Task directions
In the entries below, some lines contain "that"; work out how many and answer with the figure only.

Available data
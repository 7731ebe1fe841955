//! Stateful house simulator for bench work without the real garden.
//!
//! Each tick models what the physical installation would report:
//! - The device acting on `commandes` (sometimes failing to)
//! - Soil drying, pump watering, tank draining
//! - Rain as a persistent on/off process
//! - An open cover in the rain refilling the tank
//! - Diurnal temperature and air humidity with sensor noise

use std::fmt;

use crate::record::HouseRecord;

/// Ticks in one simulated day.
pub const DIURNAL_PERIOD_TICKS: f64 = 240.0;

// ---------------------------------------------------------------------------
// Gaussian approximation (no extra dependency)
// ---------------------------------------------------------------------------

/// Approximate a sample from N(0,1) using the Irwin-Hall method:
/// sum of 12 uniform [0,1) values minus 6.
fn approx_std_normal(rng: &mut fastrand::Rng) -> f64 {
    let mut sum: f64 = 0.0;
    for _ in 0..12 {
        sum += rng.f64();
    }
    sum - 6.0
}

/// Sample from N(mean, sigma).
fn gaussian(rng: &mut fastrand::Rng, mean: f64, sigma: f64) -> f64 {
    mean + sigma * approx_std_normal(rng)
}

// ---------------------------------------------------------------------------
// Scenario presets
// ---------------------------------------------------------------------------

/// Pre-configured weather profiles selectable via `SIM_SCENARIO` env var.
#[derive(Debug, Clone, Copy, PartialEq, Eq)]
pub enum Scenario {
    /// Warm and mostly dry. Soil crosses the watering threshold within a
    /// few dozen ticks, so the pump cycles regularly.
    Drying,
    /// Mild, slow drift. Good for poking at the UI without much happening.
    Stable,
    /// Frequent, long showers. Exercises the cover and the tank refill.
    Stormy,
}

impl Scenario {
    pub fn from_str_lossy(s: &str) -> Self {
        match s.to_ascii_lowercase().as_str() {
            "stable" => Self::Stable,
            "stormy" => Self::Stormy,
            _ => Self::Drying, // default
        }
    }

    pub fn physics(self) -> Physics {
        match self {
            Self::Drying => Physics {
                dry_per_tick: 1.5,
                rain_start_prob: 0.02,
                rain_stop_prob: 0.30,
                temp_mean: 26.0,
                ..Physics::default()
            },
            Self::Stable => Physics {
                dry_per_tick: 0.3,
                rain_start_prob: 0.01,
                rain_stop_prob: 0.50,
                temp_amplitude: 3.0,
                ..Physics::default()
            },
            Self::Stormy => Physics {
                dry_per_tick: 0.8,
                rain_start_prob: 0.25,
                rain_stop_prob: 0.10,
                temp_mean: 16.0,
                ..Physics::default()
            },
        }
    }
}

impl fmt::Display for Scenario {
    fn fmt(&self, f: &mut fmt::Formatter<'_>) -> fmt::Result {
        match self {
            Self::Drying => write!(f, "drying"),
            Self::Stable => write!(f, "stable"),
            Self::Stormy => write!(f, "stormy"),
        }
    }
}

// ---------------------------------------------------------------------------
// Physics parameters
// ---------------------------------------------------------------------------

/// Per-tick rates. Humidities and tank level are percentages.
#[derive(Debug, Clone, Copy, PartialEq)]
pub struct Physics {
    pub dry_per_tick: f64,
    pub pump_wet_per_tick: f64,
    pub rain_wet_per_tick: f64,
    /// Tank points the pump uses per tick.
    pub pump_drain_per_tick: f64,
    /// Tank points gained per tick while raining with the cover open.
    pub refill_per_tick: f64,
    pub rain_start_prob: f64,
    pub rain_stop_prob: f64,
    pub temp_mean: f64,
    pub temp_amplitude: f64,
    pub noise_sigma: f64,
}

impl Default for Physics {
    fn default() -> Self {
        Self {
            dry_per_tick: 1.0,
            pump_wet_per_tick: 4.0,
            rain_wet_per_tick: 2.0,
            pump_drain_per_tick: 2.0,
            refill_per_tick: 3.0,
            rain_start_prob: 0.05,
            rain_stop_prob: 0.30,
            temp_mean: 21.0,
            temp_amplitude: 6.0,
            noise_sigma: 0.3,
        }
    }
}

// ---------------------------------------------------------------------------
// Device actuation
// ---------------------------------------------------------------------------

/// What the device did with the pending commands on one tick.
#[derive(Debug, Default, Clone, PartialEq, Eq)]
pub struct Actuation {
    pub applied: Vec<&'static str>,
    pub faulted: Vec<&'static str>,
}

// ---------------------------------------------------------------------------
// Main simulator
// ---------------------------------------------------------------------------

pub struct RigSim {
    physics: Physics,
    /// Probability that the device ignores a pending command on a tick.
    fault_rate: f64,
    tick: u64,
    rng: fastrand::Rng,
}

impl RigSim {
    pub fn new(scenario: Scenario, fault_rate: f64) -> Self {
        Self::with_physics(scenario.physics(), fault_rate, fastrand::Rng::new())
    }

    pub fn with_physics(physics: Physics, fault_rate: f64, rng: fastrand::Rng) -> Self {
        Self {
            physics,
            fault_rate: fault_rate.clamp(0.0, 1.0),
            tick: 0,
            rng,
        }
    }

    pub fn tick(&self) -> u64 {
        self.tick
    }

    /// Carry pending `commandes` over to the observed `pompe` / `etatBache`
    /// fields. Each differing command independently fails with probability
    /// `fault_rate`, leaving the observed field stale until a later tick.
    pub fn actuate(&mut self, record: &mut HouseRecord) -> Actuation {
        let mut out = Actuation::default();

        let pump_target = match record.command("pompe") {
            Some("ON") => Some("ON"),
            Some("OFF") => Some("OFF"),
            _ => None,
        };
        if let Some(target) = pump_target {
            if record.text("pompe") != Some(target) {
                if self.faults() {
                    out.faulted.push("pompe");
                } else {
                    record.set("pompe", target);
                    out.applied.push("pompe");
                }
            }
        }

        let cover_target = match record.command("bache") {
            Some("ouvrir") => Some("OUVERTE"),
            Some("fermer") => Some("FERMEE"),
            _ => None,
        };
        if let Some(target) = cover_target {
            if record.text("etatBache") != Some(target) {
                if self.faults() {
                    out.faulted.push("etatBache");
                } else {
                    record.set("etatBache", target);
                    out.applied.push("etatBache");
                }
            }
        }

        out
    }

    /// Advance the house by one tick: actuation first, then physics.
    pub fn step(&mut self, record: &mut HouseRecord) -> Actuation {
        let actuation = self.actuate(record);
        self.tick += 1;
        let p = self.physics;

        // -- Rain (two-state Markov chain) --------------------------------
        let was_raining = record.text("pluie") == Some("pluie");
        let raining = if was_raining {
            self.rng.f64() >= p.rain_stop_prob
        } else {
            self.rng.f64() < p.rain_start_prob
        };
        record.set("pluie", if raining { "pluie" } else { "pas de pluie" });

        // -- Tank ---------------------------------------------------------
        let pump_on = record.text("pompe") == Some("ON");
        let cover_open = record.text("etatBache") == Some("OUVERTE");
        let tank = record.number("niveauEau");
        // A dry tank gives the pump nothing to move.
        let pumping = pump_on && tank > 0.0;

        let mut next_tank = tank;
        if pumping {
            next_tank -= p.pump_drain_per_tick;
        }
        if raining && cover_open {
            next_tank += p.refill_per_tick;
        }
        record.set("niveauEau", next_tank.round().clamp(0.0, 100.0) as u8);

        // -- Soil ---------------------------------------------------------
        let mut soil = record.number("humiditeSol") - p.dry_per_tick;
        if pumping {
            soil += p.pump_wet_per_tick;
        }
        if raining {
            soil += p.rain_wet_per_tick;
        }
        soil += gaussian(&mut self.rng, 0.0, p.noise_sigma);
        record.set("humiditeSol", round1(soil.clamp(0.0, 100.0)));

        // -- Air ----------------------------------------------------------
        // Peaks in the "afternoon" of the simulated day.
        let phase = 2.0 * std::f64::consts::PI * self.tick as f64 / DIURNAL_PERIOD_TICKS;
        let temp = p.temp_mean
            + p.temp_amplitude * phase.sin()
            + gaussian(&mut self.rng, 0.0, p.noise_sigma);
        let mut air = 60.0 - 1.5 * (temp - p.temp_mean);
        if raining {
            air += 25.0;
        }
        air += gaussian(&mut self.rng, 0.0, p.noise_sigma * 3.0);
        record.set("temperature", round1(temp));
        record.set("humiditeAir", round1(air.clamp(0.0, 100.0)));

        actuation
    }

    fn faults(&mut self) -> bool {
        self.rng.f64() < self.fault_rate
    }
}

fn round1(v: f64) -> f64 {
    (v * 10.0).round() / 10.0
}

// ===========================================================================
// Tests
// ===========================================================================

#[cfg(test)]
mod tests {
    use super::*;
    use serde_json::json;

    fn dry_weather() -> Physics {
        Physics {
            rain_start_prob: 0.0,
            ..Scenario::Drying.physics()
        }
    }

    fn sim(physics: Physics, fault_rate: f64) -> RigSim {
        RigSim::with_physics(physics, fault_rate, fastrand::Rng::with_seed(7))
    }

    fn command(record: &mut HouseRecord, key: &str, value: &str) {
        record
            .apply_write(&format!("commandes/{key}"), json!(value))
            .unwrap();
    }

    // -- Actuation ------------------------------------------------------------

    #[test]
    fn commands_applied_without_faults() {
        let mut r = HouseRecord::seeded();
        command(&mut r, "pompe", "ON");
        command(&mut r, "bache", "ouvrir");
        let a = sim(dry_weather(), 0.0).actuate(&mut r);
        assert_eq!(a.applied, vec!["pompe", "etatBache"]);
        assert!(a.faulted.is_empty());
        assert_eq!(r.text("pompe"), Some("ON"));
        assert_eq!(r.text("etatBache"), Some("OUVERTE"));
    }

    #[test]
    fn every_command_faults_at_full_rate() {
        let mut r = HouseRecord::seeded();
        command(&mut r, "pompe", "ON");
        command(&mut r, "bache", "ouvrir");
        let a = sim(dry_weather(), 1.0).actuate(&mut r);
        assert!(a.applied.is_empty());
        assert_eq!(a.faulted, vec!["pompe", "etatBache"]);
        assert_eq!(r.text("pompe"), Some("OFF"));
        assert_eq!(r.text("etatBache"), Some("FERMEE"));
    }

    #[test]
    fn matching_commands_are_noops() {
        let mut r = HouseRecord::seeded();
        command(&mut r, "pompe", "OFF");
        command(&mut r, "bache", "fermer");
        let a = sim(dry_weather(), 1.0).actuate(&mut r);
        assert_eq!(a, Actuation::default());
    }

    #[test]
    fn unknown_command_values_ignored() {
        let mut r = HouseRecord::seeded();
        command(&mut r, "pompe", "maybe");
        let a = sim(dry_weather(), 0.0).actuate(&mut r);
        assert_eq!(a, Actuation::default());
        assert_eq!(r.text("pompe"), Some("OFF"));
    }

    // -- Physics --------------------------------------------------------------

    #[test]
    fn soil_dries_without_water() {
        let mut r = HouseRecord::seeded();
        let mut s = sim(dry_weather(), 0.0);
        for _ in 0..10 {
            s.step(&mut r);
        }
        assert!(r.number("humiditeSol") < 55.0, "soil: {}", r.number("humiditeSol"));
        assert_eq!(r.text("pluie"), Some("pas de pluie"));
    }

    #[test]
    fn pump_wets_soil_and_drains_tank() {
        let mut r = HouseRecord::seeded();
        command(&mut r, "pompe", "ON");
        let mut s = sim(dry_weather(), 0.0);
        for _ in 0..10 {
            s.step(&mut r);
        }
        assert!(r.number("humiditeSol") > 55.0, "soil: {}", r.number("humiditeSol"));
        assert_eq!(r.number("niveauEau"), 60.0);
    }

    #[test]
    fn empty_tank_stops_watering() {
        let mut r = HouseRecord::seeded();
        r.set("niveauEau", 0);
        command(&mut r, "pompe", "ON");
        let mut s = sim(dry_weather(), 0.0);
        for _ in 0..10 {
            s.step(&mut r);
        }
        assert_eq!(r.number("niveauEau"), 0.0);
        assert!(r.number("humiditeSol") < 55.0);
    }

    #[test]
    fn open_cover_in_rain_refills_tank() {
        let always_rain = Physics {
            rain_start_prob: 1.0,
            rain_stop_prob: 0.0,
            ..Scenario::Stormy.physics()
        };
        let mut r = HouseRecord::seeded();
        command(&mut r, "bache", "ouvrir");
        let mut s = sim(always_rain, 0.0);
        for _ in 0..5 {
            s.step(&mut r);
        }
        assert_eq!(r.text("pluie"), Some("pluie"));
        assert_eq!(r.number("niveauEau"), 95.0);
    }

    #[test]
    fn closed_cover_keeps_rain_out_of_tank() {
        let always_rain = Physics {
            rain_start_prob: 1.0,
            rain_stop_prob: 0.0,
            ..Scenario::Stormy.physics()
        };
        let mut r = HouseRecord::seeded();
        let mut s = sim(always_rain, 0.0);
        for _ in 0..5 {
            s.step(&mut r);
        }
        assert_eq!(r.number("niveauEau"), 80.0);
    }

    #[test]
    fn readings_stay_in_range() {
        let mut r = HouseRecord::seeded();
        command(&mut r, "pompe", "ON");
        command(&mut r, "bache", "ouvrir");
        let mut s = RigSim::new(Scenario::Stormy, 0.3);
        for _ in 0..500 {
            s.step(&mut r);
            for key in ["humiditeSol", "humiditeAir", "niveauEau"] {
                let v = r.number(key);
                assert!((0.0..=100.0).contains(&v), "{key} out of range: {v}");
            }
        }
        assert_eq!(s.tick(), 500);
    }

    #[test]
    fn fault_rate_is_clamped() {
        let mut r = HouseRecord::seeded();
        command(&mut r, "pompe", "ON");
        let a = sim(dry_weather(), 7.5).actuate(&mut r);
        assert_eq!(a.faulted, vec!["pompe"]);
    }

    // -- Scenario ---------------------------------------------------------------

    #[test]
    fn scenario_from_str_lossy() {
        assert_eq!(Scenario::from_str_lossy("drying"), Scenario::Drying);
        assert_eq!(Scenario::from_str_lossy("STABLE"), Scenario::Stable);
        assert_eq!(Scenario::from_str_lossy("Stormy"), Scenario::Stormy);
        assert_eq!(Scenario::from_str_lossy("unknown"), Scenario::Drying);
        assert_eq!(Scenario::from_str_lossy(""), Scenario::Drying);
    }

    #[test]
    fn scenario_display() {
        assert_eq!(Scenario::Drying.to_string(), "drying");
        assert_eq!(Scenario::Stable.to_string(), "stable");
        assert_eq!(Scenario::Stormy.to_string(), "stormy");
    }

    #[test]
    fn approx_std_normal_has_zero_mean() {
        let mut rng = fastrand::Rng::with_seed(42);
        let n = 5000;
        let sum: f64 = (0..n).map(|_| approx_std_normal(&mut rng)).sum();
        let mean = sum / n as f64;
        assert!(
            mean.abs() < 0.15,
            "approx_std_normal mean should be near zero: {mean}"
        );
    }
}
==
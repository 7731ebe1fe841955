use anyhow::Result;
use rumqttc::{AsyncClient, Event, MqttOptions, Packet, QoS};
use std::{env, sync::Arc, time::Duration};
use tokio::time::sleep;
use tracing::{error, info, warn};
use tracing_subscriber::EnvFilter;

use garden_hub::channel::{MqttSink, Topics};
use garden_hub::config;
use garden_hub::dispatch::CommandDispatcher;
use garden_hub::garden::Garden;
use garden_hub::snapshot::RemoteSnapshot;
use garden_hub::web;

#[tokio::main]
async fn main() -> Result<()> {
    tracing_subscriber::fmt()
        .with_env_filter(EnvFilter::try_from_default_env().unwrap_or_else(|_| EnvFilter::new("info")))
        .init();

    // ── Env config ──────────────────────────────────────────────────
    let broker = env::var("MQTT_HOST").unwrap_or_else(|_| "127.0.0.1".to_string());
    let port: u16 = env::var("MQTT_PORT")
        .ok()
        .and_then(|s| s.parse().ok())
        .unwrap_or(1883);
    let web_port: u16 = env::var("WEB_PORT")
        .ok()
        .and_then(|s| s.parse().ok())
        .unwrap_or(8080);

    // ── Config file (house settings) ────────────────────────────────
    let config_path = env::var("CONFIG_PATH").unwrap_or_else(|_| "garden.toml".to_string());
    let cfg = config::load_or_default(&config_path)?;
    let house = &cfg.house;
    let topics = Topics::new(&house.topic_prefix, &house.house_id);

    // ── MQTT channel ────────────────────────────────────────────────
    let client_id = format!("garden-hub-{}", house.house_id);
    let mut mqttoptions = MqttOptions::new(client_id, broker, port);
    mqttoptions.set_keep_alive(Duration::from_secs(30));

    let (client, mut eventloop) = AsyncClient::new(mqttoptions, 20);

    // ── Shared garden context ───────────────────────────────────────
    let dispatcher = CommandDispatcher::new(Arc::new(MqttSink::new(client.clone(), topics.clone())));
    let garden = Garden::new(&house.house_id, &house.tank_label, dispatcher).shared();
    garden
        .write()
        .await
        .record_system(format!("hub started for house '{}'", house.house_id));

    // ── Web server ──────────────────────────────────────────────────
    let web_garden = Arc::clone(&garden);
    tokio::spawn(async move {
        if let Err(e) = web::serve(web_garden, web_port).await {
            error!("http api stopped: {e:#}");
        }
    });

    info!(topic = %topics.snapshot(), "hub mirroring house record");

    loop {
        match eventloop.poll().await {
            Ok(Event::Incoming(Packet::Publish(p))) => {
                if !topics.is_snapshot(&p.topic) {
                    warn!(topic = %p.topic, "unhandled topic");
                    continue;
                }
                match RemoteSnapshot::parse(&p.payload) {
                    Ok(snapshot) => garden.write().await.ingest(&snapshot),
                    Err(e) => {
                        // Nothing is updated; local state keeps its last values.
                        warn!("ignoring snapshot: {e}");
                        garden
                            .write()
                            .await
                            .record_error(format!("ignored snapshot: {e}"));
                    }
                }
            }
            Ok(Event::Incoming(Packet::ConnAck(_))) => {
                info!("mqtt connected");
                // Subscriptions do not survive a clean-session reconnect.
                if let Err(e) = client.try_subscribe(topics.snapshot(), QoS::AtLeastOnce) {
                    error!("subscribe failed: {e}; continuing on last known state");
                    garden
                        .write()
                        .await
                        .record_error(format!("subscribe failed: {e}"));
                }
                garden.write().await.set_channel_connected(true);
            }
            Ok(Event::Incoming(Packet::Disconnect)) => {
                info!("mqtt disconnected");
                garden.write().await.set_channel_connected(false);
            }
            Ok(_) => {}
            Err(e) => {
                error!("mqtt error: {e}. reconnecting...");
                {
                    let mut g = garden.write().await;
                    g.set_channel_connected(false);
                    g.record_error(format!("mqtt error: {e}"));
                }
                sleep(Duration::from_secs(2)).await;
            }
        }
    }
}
...
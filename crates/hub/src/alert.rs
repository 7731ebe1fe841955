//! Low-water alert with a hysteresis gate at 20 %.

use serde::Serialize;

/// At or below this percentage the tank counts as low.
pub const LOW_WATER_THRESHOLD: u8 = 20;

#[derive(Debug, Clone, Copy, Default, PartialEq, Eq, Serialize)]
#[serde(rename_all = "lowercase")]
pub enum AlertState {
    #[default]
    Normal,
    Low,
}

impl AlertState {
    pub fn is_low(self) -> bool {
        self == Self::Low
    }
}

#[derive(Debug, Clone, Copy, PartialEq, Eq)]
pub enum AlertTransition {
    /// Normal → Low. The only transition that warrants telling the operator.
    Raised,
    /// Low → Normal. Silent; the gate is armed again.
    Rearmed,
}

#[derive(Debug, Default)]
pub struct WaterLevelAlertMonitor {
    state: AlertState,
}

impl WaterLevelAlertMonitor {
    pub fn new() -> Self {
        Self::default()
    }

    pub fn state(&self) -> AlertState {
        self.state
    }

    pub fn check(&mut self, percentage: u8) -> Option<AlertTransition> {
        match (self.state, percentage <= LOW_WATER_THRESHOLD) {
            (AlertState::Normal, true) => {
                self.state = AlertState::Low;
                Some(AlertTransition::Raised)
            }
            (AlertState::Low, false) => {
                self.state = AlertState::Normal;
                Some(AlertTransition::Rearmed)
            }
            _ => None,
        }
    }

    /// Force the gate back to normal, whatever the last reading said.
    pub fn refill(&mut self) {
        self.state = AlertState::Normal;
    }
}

Output of the exercise
2